O calor não importava mais. O crepitar incessante das altas chamas não podia mais ser ouvido. As línguas de fogo havia vaporizado todo e qualquer tipo de vida existente. E junto estava matando seu espírito. Pois é, bem piegas mesmo, mas é a realidade e é disso que o documentário Vale dos Esquecidos da iniciante Maria Raduan retrata. Não especificamente de queimadas mas sim da morte do espírito da nossa terra que há mais de 40 anos vem sendo palco de uma batalha interminável entre índios, fazendeiros, sem terras e posseiros no estado do Mato Grosso do Sul.

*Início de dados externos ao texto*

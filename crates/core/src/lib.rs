pub mod config;
pub mod error;

pub use config::Config;
pub use error::*;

Com o tamanho equivalente a nada mais nada menos do que 252 ilhas de Manhattan, a chamada Fazenda Suía-Missú foi fundada lá nos anos 70 por um grupo empresarial chamdao SUDAM que forneceu a quantia estimada de US$30 milhões para Funai, que na época atendia pelo nome SPI, isso apenas depois que a fundação que representa os direitos dos remanescentes indígenas no país afirmar à SUDAM que na área não existia nenhum índio. Consequentemente com a chegada dos novos moradosres os caras-vermelhas foram literalmente postos para correr na base da bala!

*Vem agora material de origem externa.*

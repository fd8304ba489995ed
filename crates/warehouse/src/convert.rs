//! Conversion of BigQuery `jobs.query` responses into row maps.
//!
//! BigQuery returns every cell as a string inside `{"f": [{"v": ...}]}`;
//! the declared column type decides the JSON type:
//! - `INTEGER`, `INT64` → integer (with fallback to string)
//! - `FLOAT`, `FLOAT64`, `NUMERIC`, `BIGNUMERIC` → number (with fallback to string)
//! - `BOOLEAN`, `BOOL` → boolean (with fallback to string)
//! - anything else → string
//!
//! SQL NULL becomes JSON `null`.

use serde_json::{Map, Number, Value};

use crate::client::{Row, WarehouseError};

struct Column {
    name: String,
    data_type: String,
}

pub fn rows_from_response(payload: &Value) -> Result<Vec<Row>, WarehouseError> {
    if !payload["jobComplete"].as_bool().unwrap_or(true) {
        let job_id = payload["jobReference"]["jobId"]
            .as_str()
            .unwrap_or("unknown")
            .to_string();
        return Err(WarehouseError::Incomplete { job_id });
    }

    let columns: Vec<Column> = payload["schema"]["fields"]
        .as_array()
        .map(|fields| {
            fields
                .iter()
                .map(|f| Column {
                    name: f["name"].as_str().unwrap_or_default().to_string(),
                    data_type: f["type"].as_str().unwrap_or("STRING").to_uppercase(),
                })
                .collect()
        })
        .unwrap_or_default();

    // A query with no result rows omits `rows` entirely.
    let Some(rows) = payload["rows"].as_array() else {
        return Ok(Vec::new());
    };

    rows.iter()
        .enumerate()
        .map(|(r, row)| {
            let cells = row["f"].as_array().ok_or_else(|| {
                WarehouseError::ParseError(format!("row {r} has no cells"))
            })?;
            if cells.len() != columns.len() {
                return Err(WarehouseError::ParseError(format!(
                    "row {r} has {} cells for {} columns",
                    cells.len(),
                    columns.len()
                )));
            }
            let mut out = Map::with_capacity(columns.len());
            for (col, cell) in columns.iter().zip(cells) {
                out.insert(col.name.clone(), parse_cell(&cell["v"], &col.data_type));
            }
            Ok(out)
        })
        .collect()
}

fn parse_cell(raw: &Value, data_type: &str) -> Value {
    let Some(text) = raw.as_str() else {
        // NULL, or a nested RECORD / REPEATED value passed through as-is.
        return raw.clone();
    };

    match data_type {
        "INTEGER" | "INT64" => text
            .parse::<i64>()
            .map(Value::from)
            .unwrap_or_else(|_| Value::String(text.to_string())),
        "FLOAT" | "FLOAT64" | "NUMERIC" | "BIGNUMERIC" => text
            .parse::<f64>()
            .ok()
            .and_then(Number::from_f64)
            .map(Value::Number)
            .unwrap_or_else(|| Value::String(text.to_string())),
        "BOOLEAN" | "BOOL" => match text.to_ascii_lowercase().as_str() {
            "true" => Value::Bool(true),
            "false" => Value::Bool(false),
            _ => Value::String(text.to_string()),
        },
        _ => Value::String(text.to_string()),
    }
}

#[cfg(test)]
mod tests {
    use super::*;
    use serde_json::json;

    fn response(rows: Value) -> Value {
        json!({
            "kind": "bigquery#queryResponse",
            "schema": {"fields": [
                {"name": "player_id", "type": "STRING"},
                {"name": "actions_per_minute", "type": "INTEGER"},
                {"name": "avg_price", "type": "FLOAT"},
                {"name": "flagged", "type": "BOOLEAN"}
            ]},
            "jobComplete": true,
            "rows": rows
        })
    }

    #[test]
    fn test_typed_conversion() {
        let payload = response(json!([
            {"f": [{"v": "Bugged_Player_001"}, {"v": "4746"}, {"v": "90000.5"}, {"v": "true"}]}
        ]));
        let rows = rows_from_response(&payload).unwrap();
        assert_eq!(rows.len(), 1);
        assert_eq!(rows[0]["player_id"], "Bugged_Player_001");
        assert_eq!(rows[0]["actions_per_minute"], 4746);
        assert_eq!(rows[0]["avg_price"], 90000.5);
        assert_eq!(rows[0]["flagged"], true);
    }

    #[test]
    fn test_null_cells() {
        let payload = response(json!([
            {"f": [{"v": "p"}, {"v": null}, {"v": null}, {"v": null}]}
        ]));
        let rows = rows_from_response(&payload).unwrap();
        assert!(rows[0]["actions_per_minute"].is_null());
        assert!(rows[0]["avg_price"].is_null());
    }

    #[test]
    fn test_unparseable_falls_back_to_string() {
        let payload = response(json!([
            {"f": [{"v": "p"}, {"v": "lots"}, {"v": "NaN"}, {"v": "maybe"}]}
        ]));
        let rows = rows_from_response(&payload).unwrap();
        assert_eq!(rows[0]["actions_per_minute"], "lots");
        assert_eq!(rows[0]["avg_price"], "NaN");
        assert_eq!(rows[0]["flagged"], "maybe");
    }

    #[test]
    fn test_no_rows() {
        let mut payload = response(json!([]));
        payload.as_object_mut().unwrap().remove("rows");
        assert!(rows_from_response(&payload).unwrap().is_empty());
    }

    #[test]
    fn test_incomplete_job() {
        let payload = json!({
            "jobComplete": false,
            "jobReference": {"projectId": "cloud-sa-ml", "jobId": "job_abc"}
        });
        let err = rows_from_response(&payload).unwrap_err();
        assert!(matches!(err, WarehouseError::Incomplete { ref job_id } if job_id == "job_abc"));
    }

    #[test]
    fn test_ragged_row_rejected() {
        let payload = response(json!([{"f": [{"v": "p"}]}]));
        assert!(matches!(
            rows_from_response(&payload),
            Err(WarehouseError::ParseError(_))
        ));
    }
}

Em Vale dos Esquecidos a cineasta não fez apenas um relato da guerra, ela poetizou toda a matança e tragédia infindável de décadas, o que aumentou ainda mais a dramaticidade dos eventos que nos nossos dias atuais onde até a vida se tornou algo tão banal, a possibilidade de se chocar voltou a ser algo possível e menos maquinal do nosso cotidiano cibernético de passatempos vis. A descoberta de algo real e palpável como a injustiça, morte e sangue, tudo caído sobre a terra como adubo faz o cérebro pegar nem que seja no tranco. E se engana quem pensa que Maria Raduan focou-se somente nos índios, a cineasta ouviu todos os lados dessa guerra para mostrar preto no branco e no vermelho a real situação enfrentada por essas pessoas sem paz.

Porém o relato dessa realidade também conta com o corte de Jordana Berg e a fotografia de Sylvestre Camp que nos deleitam com o cenário cálido e árido; verde e azul do Mato Grosso, com suas texturas e a distância infinita que parece haver de lá para cá. É o arco sem fim de um caos enraizado na pele e na terra, um arco de um lugar não esquecido por Deus mas sim pelo sempre, ou quase sempre, governo e seus bolsões cheios de omissão.

O documentário que parece ainda passar batido para os menos interessados ou menos afinados com o circuito, já participou de festivais em Chicago e Canadá. O descaso dos grandes interesseiros midiáticos, dos passatempos vis, de nós mesmos, apagam a verdade que nem chegamos a saber sobre o terror de nosso próprio solo.